*** The data ***
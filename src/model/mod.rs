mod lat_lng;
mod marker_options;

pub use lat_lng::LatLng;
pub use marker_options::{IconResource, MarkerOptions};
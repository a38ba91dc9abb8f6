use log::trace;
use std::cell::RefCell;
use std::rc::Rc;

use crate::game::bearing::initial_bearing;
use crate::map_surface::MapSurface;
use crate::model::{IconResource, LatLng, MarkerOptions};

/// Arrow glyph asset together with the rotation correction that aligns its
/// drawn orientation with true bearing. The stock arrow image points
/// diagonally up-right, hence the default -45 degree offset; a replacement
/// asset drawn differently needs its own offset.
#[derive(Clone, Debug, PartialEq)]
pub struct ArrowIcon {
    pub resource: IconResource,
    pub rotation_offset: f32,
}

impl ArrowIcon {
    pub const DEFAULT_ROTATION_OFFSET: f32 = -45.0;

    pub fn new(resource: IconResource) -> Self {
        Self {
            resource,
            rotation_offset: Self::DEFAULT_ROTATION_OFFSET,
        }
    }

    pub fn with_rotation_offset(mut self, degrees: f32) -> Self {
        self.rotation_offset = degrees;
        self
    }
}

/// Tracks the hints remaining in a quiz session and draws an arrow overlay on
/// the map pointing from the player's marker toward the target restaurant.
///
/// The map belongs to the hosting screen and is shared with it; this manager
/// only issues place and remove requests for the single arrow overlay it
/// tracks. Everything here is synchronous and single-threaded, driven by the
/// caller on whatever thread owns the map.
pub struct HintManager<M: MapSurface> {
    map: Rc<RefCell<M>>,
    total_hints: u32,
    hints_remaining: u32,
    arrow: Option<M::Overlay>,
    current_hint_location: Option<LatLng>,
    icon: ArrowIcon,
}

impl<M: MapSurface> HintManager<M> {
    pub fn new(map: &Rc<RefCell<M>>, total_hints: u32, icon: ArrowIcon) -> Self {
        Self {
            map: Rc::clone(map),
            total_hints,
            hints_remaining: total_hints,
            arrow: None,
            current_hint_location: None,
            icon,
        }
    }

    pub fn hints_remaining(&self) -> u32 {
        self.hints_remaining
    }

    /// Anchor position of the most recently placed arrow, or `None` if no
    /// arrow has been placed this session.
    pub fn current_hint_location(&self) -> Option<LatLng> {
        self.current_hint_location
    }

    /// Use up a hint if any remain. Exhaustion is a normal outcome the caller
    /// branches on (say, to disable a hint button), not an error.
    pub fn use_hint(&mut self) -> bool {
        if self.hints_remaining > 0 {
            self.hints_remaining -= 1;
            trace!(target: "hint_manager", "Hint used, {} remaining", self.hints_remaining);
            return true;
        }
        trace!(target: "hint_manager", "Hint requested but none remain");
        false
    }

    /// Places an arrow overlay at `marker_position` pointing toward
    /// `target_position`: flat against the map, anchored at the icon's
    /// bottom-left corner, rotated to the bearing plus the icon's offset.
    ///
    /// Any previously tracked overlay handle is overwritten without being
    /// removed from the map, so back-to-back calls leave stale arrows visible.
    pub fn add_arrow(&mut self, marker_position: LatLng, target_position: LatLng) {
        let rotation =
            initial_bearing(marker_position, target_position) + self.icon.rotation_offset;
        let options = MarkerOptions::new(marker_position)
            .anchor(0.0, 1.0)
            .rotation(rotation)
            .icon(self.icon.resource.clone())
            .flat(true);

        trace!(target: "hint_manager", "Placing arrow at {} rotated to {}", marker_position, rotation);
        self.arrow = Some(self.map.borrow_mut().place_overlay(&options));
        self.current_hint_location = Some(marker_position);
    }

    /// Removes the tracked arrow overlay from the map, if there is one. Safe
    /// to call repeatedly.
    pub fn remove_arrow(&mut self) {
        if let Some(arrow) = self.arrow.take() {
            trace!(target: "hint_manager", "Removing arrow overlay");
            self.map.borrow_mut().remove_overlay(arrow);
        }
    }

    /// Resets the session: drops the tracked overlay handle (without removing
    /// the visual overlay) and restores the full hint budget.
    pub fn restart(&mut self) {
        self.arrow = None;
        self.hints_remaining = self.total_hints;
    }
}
*** End of The data ***
*** The data ***
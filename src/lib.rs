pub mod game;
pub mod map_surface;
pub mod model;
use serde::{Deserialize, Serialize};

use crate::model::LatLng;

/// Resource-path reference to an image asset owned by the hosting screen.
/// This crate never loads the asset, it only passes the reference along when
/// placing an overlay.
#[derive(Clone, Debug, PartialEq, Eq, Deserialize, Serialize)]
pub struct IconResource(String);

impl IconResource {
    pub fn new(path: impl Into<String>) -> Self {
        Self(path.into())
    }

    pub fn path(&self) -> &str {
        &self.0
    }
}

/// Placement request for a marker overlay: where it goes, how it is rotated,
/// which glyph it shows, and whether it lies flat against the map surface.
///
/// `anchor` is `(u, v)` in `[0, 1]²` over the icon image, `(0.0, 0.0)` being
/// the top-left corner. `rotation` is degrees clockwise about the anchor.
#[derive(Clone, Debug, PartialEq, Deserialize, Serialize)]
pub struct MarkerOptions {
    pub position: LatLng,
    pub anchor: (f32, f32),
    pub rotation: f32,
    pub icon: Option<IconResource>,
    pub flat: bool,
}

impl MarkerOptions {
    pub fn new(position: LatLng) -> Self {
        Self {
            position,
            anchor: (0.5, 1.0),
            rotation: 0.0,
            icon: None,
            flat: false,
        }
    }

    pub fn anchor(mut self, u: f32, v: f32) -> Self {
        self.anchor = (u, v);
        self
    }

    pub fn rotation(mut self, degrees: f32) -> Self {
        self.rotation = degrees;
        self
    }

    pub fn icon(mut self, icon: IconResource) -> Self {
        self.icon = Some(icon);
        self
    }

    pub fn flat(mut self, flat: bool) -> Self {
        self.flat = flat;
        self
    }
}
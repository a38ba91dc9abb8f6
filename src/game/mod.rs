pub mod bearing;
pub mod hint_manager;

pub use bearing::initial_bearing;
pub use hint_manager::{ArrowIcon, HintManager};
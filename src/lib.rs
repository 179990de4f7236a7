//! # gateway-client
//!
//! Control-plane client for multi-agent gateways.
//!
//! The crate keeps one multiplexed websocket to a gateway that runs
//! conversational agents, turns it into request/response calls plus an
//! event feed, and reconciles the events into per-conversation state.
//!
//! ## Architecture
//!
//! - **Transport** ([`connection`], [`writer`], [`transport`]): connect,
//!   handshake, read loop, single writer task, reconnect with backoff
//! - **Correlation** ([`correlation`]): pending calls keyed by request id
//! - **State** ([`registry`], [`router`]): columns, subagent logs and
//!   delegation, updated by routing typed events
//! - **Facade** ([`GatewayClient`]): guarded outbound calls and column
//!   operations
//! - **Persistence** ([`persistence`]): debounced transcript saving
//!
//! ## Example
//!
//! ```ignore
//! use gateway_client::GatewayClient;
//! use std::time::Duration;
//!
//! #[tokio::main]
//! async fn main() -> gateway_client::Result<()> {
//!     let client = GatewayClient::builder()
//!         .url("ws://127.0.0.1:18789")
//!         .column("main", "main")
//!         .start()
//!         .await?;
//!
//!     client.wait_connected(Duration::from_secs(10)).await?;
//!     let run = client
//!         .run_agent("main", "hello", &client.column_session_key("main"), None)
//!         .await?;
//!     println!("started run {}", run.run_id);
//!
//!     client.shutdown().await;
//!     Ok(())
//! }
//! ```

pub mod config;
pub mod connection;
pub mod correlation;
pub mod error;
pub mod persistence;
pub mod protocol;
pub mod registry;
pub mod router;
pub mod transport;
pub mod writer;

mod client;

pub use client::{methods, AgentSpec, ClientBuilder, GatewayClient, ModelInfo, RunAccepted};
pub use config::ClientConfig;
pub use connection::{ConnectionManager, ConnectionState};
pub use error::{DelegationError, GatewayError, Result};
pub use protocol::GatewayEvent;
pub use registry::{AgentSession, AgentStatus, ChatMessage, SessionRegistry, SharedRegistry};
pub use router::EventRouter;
*** End of The data ***
*** The data ***
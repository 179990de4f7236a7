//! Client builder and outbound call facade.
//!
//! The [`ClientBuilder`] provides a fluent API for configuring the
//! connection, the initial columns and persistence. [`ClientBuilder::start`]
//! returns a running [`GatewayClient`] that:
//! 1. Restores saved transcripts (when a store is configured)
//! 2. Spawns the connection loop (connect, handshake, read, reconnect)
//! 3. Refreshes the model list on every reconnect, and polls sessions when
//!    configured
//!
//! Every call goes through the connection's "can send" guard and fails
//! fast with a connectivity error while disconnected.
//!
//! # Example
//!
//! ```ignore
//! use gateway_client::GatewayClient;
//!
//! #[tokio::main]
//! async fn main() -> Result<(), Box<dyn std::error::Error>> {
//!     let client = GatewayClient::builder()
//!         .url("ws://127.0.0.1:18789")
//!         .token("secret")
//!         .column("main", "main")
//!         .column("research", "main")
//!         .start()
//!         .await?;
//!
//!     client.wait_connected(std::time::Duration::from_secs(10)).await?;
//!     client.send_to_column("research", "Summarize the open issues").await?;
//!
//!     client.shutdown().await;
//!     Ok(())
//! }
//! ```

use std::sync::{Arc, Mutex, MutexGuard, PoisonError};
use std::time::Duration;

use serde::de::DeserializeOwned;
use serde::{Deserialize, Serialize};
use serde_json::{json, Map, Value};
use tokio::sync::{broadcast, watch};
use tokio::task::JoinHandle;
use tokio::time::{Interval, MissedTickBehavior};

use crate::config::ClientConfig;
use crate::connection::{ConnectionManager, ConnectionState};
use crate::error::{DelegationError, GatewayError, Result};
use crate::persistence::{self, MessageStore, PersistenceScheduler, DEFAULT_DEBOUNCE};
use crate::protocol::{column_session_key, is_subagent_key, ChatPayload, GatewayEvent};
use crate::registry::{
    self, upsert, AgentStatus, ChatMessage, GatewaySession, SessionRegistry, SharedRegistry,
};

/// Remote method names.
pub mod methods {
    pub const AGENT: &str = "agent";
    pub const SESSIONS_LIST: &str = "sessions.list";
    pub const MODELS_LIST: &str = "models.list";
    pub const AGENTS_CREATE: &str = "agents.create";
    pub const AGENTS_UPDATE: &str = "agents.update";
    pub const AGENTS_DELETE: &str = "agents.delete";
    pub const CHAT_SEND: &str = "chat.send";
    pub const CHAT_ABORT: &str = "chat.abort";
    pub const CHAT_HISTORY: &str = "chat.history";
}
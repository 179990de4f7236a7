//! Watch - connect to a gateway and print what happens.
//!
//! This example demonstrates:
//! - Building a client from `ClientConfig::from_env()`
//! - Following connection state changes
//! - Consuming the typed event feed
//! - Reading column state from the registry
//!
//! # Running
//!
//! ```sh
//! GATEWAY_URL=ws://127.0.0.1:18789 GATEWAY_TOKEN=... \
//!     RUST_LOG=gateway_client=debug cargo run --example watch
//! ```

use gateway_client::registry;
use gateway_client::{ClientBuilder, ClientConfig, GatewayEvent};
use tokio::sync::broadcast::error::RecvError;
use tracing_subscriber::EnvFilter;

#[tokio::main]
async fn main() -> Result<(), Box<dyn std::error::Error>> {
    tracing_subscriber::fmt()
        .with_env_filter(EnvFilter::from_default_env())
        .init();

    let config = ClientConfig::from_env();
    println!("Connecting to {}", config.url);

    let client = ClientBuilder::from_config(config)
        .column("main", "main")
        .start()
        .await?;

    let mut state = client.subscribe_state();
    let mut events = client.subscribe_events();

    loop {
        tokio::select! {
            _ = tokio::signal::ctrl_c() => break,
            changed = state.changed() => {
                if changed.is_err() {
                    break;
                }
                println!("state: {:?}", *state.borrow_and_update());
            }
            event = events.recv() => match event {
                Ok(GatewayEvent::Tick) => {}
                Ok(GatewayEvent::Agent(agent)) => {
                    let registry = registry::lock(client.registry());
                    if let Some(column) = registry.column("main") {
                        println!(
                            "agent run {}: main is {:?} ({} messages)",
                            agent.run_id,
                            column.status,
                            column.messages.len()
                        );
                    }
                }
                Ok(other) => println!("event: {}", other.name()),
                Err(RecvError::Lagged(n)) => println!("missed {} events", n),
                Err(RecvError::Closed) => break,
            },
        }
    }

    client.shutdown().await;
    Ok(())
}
*** End of The data ***
From the data above, copy each line with the string "asset" in it.

## Task response
/// Arrow glyph asset together with the rotation correction that aligns its
/// asset drawn differently needs its own offset.
/// Resource-path reference to an image asset owned by the hosting screen.
/// This crate never loads the asset, it only passes the reference along when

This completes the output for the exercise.